(Data for review)
-------

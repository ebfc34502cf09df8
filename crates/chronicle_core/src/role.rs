//! Conversation role types.

use serde::{Deserialize, Serialize};

/// The role of a message sender in a model conversation.
#[derive(Debug, Clone, Copy, PartialEq, Eq, Serialize, Deserialize)]
#[serde(rename_all = "lowercase")]
pub enum Role {
    /// Instructions framing the model's behavior
    System,
    /// Operator or application input
    User,
    /// Model output
    Assistant,
}
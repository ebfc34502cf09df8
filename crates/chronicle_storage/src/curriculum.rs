//! Read-only curriculum store.

use chronicle_core::{CurriculumEntry, JOURNEY_DAYS};
use chronicle_error::{ChronicleResult, CurriculumError, CurriculumErrorKind};
use serde::Deserialize;
use std::collections::BTreeSet;
use std::path::Path;

/// On-disk shape of the curriculum file.
#[derive(Debug, Deserialize)]
struct CurriculumFile {
    curriculum: Vec<CurriculumEntry>,
}

/// The fixed, ordered 90-day topic list.
///
/// Loaded once at process start and immutable afterwards. Loading fails if
/// the file is unreadable, malformed, shorter than the journey, or contains
/// duplicate days.
#[derive(Debug, Clone)]
pub struct CurriculumStore {
    entries: Vec<CurriculumEntry>,
}

impl CurriculumStore {
    /// Load and validate the curriculum from a JSON file.
    #[tracing::instrument(skip(path), fields(path = %path.as_ref().display()))]
    pub fn load(path: impl AsRef<Path>) -> ChronicleResult<Self> {
        let raw = std::fs::read_to_string(path.as_ref()).map_err(|e| {
            CurriculumError::new(CurriculumErrorKind::FileRead(format!(
                "{}: {}",
                path.as_ref().display(),
                e
            )))
        })?;

        let file: CurriculumFile = serde_json::from_str(&raw)
            .map_err(|e| CurriculumError::new(CurriculumErrorKind::Malformed(e.to_string())))?;

        Self::from_entries(file.curriculum)
    }

    /// Validate an in-memory entry list. Used by `load` and by tests.
    pub fn from_entries(mut entries: Vec<CurriculumEntry>) -> ChronicleResult<Self> {
        if entries.len() < JOURNEY_DAYS as usize {
            return Err(CurriculumError::new(CurriculumErrorKind::TooFewEntries {
                found: entries.len(),
                expected: JOURNEY_DAYS as usize,
            })
            .into());
        }

        let mut seen = BTreeSet::new();
        for entry in &entries {
            if !seen.insert(entry.day) {
                return Err(
                    CurriculumError::new(CurriculumErrorKind::DuplicateDay(entry.day)).into(),
                );
            }
        }

        entries.sort_by_key(|entry| entry.day);

        tracing::info!(entries = entries.len(), "Loaded curriculum");
        Ok(Self { entries })
    }

    /// Look up the entry for a specific day.
    pub fn entry_for_day(&self, day: u32) -> ChronicleResult<&CurriculumEntry> {
        self.entries
            .iter()
            .find(|entry| entry.day == day)
            .ok_or_else(|| CurriculumError::new(CurriculumErrorKind::MissingDay(day)).into())
    }

    /// All entries in day order.
    pub fn entries(&self) -> &[CurriculumEntry] {
        &self.entries
    }

    /// Number of entries in the curriculum.
    pub fn len(&self) -> usize {
        self.entries.len()
    }

    /// Whether the curriculum holds no entries.
    pub fn is_empty(&self) -> bool {
        self.entries.is_empty()
    }
}
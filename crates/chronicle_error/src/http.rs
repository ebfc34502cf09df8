//! HTTP error types.

/// HTTP error wrapping reqwest errors with source location.
#[derive(Debug, Clone, derive_more::Display, derive_more::Error)]
#[display("HTTP Error: {} at line {} in {}", message, line, file)]
pub struct HttpError {
    /// The underlying error message
    pub message: String,
    /// Line number where the error occurred
    pub line: u32,
    /// File where the error occurred
    pub file: &'static str,
}

impl HttpError {
    /// Create a new HttpError with the given message at the current location.
    ///
    /// # Examples
    ///
    /// ```
    /// use chronicle_error::HttpError;
    ///
    /// let err = HttpError::new("Connection refused");
    /// assert!(err.message.contains("Connection refused"));
    /// ```
    #[track_caller]
    pub fn new(message: impl Into<String>) -> Self {
        let location = std::panic::Location::caller();
        Self {
            message: message.into(),
            line: location.line(),
            file: location.file(),
        }
    }
}
//! Chronicle - a scheduled 90-day curriculum posting assistant.
//!
//! Chronicle walks a fixed 90-day curriculum, generates one story-style post
//! per day with a local LLM, gates each draft behind operator approval, and
//! publishes approved text to a social network while recording history so no
//! day is ever posted twice.
//!
//! # Components
//!
//! - **Curriculum store**: read-only load of the 90 topic entries
//! - **History store**: append-only record of published days, the source of
//!   truth for progress
//! - **Content generator**: prompt templating over a [`ChronicleDriver`]
//! - **Approval gate**: the human checkpoint between generation and publishing
//! - **Publisher**: one HTTPS call per approved draft, no retries
//! - **Workflow driver**: the state machine sequencing all of the above
//!
//! # Quick Start
//!
//! ```rust,ignore
//! use chronicle::{
//!     AgentConfig, ContentGenerator, CurriculumStore, JsonHistoryStore, MockPublisher,
//!     OllamaClient, Workflow,
//! };
//! use std::sync::Arc;
//!
//! #[tokio::main]
//! async fn main() -> Result<(), Box<dyn std::error::Error>> {
//!     let config = AgentConfig::load("chronicle.toml")?;
//!     let curriculum = CurriculumStore::load(&config.storage.curriculum_path)?;
//!     let history = Arc::new(JsonHistoryStore::new(&config.storage.history_path).await?);
//!     let driver = OllamaClient::new_with_url(&config.model.name, &config.model.base_url)?;
//!     let generator = ContentGenerator::new(driver, config.generation.clone());
//!
//!     let mut workflow = Workflow::new(
//!         curriculum,
//!         generator,
//!         Arc::new(MockPublisher::new()),
//!         history,
//!     );
//!     let draft = workflow.begin().await?;
//!     println!("Day {}: {}", draft.day, draft.content);
//!     Ok(())
//! }
//! ```

#![forbid(unsafe_code)]
#![warn(missing_docs)]

pub use chronicle_agent::{
    AgentConfig, ApprovalGate, Credentials, DailySchedule, ModelConfig, PublisherConfig,
    RunOutcome, StorageConfig, Workflow,
};
pub use chronicle_core::{
    CurriculumEntry, Decision, Difficulty, GenerateRequest, GenerateResponse, Message,
    PostRecord, Progress, Role, JOURNEY_DAYS,
};
pub use chronicle_error::{
    ChronicleError, ChronicleErrorKind, ChronicleResult, ConfigError, CurriculumError,
    CurriculumErrorKind, GenerationError, GenerationErrorKind, HttpError, IoError, JsonError,
    PublishError, PublishErrorKind, StorageError, StorageErrorKind, WorkflowError,
    WorkflowErrorKind,
};
pub use chronicle_models::{
    build_story_prompt, summarize_recent, ChronicleDriver, ContentGenerator, Draft,
    GenerationParams, OllamaClient, MAX_POST_CHARS, SYSTEM_PROMPT,
};
pub use chronicle_social::{LinkedInClient, MockPublisher, Publisher};
pub use chronicle_storage::{CurriculumStore, HistoryStore, JsonHistoryStore};
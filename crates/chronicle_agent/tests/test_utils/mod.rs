//! Shared scripted components for workflow tests.

use chronicle_agent::{ApprovalGate, Workflow};
use chronicle_core::{
    CurriculumEntry, Decision, Difficulty, GenerateRequest, GenerateResponse, PostRecord,
    JOURNEY_DAYS,
};
use chronicle_error::{
    ChronicleResult, GenerationError, GenerationErrorKind, PublishError, PublishErrorKind,
    StorageError, StorageErrorKind,
};
use chronicle_models::{ChronicleDriver, ContentGenerator, GenerationParams};
use chronicle_social::Publisher;
use chronicle_storage::{CurriculumStore, HistoryStore};
use parking_lot::Mutex;
use std::collections::VecDeque;
use std::sync::atomic::{AtomicBool, AtomicUsize, Ordering};
use std::sync::Arc;

#[derive(Default)]
struct DriverState {
    calls: AtomicUsize,
    fail_next: AtomicBool,
    last_prompt: Mutex<Option<String>>,
}

/// Driver that replies with canned text and records every prompt it sees.
///
/// Clones share state, so a test can keep one handle while the workflow owns
/// another.
#[derive(Default, Clone)]
pub struct ScriptedDriver {
    state: Arc<DriverState>,
}

impl ScriptedDriver {
    pub fn new() -> Self {
        Self::default()
    }

    pub fn call_count(&self) -> usize {
        self.state.calls.load(Ordering::SeqCst)
    }

    pub fn fail_next(&self) {
        self.state.fail_next.store(true, Ordering::SeqCst);
    }

    pub fn last_prompt(&self) -> Option<String> {
        self.state.last_prompt.lock().clone()
    }
}

#[async_trait::async_trait]
impl ChronicleDriver for ScriptedDriver {
    async fn generate(&self, req: &GenerateRequest) -> ChronicleResult<GenerateResponse> {
        let call = self.state.calls.fetch_add(1, Ordering::SeqCst) + 1;

        if self.state.fail_next.swap(false, Ordering::SeqCst) {
            return Err(
                GenerationError::new(GenerationErrorKind::Api("scripted failure".into())).into(),
            );
        }

        let prompt = req
            .messages
            .last()
            .map(|m| m.content.clone())
            .unwrap_or_default();
        *self.state.last_prompt.lock() = Some(prompt);

        Ok(GenerateResponse {
            text: format!("Draft text from call {call}."),
        })
    }

    fn provider_name(&self) -> &'static str {
        "scripted"
    }

    fn model_name(&self) -> &str {
        "test-model"
    }
}

/// Publisher that can be told to fail, counting every attempt.
#[derive(Default)]
pub struct ScriptedPublisher {
    attempts: AtomicUsize,
    fail_next: AtomicBool,
}

impl ScriptedPublisher {
    pub fn new() -> Self {
        Self::default()
    }

    pub fn attempt_count(&self) -> usize {
        self.attempts.load(Ordering::SeqCst)
    }

    pub fn fail_next(&self) {
        self.fail_next.store(true, Ordering::SeqCst);
    }
}

#[async_trait::async_trait]
impl Publisher for ScriptedPublisher {
    async fn publish(&self, _text: &str) -> ChronicleResult<Option<String>> {
        let attempt = self.attempts.fetch_add(1, Ordering::SeqCst) + 1;

        if self.fail_next.swap(false, Ordering::SeqCst) {
            return Err(
                PublishError::new(PublishErrorKind::Network("scripted outage".into())).into(),
            );
        }

        Ok(Some(format!("post_{attempt}")))
    }

    fn platform_name(&self) -> &'static str {
        "scripted"
    }
}

/// In-memory history store with a switchable append failure.
#[derive(Default)]
pub struct MemoryHistory {
    records: Mutex<Vec<PostRecord>>,
    appends: AtomicUsize,
    fail_next_append: AtomicBool,
}

impl MemoryHistory {
    pub fn new() -> Self {
        Self::default()
    }

    pub fn with_days(days: impl IntoIterator<Item = u32>) -> Self {
        let store = Self::default();
        {
            let mut records = store.records.lock();
            for day in days {
                records.push(PostRecord::new(
                    day,
                    format!("Topic {day}"),
                    format!("Content {day}"),
                    None,
                ));
            }
        }
        store
    }

    pub fn append_count(&self) -> usize {
        self.appends.load(Ordering::SeqCst)
    }

    pub fn fail_next_append(&self) {
        self.fail_next_append.store(true, Ordering::SeqCst);
    }

    pub fn days(&self) -> Vec<u32> {
        self.records.lock().iter().map(|r| r.day).collect()
    }
}

#[async_trait::async_trait]
impl HistoryStore for MemoryHistory {
    async fn records(&self) -> ChronicleResult<Vec<PostRecord>> {
        Ok(self.records.lock().clone())
    }

    async fn append(&self, record: PostRecord) -> ChronicleResult<()> {
        self.appends.fetch_add(1, Ordering::SeqCst);

        if self.fail_next_append.swap(false, Ordering::SeqCst) {
            return Err(
                StorageError::new(StorageErrorKind::Persistence("scripted disk full".into()))
                    .into(),
            );
        }

        let mut records = self.records.lock();
        if records.iter().any(|r| r.day == record.day) {
            return Err(StorageError::new(StorageErrorKind::DuplicateDay(record.day)).into());
        }
        records.push(record);
        Ok(())
    }
}

/// Gate that replays a fixed sequence of decisions.
pub struct ScriptedGate {
    decisions: Mutex<VecDeque<Decision>>,
}

impl ScriptedGate {
    pub fn new(decisions: impl IntoIterator<Item = Decision>) -> Self {
        Self {
            decisions: Mutex::new(decisions.into_iter().collect()),
        }
    }
}

#[async_trait::async_trait]
impl ApprovalGate for ScriptedGate {
    async fn review(&self, _draft: &chronicle_models::Draft) -> ChronicleResult<Decision> {
        Ok(self
            .decisions
            .lock()
            .pop_front()
            .expect("gate script exhausted"))
    }
}

pub fn entry(day: u32) -> CurriculumEntry {
    CurriculumEntry {
        day,
        topic: format!("Topic {day}"),
        week_theme: format!("Week {}", day.div_ceil(7)),
        difficulty: Difficulty::Beginner,
        key_points: vec![format!("point {day}")],
        story_angle: String::new(),
    }
}

pub fn curriculum() -> CurriculumStore {
    CurriculumStore::from_entries((1..=JOURNEY_DAYS).map(entry).collect())
        .expect("valid test curriculum")
}

/// Assemble a workflow over scripted components, returning shared handles so
/// tests can inspect what happened.
pub fn workflow(
    history: MemoryHistory,
) -> (
    Workflow<ScriptedDriver>,
    ScriptedDriver,
    Arc<ScriptedPublisher>,
    Arc<MemoryHistory>,
) {
    let driver = ScriptedDriver::new();
    let publisher = Arc::new(ScriptedPublisher::new());
    let history = Arc::new(history);

    let generator = ContentGenerator::new(driver.clone(), GenerationParams::default());
    let workflow = Workflow::new(
        curriculum(),
        generator,
        Arc::clone(&publisher) as Arc<dyn Publisher>,
        Arc::clone(&history) as Arc<dyn HistoryStore>,
    );

    (workflow, driver, publisher, history)
}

-------

(Assignment) Lines in the material above that include the string "DriverState" should be listed.

(Result)
struct DriverState {
    state: Arc<DriverState>,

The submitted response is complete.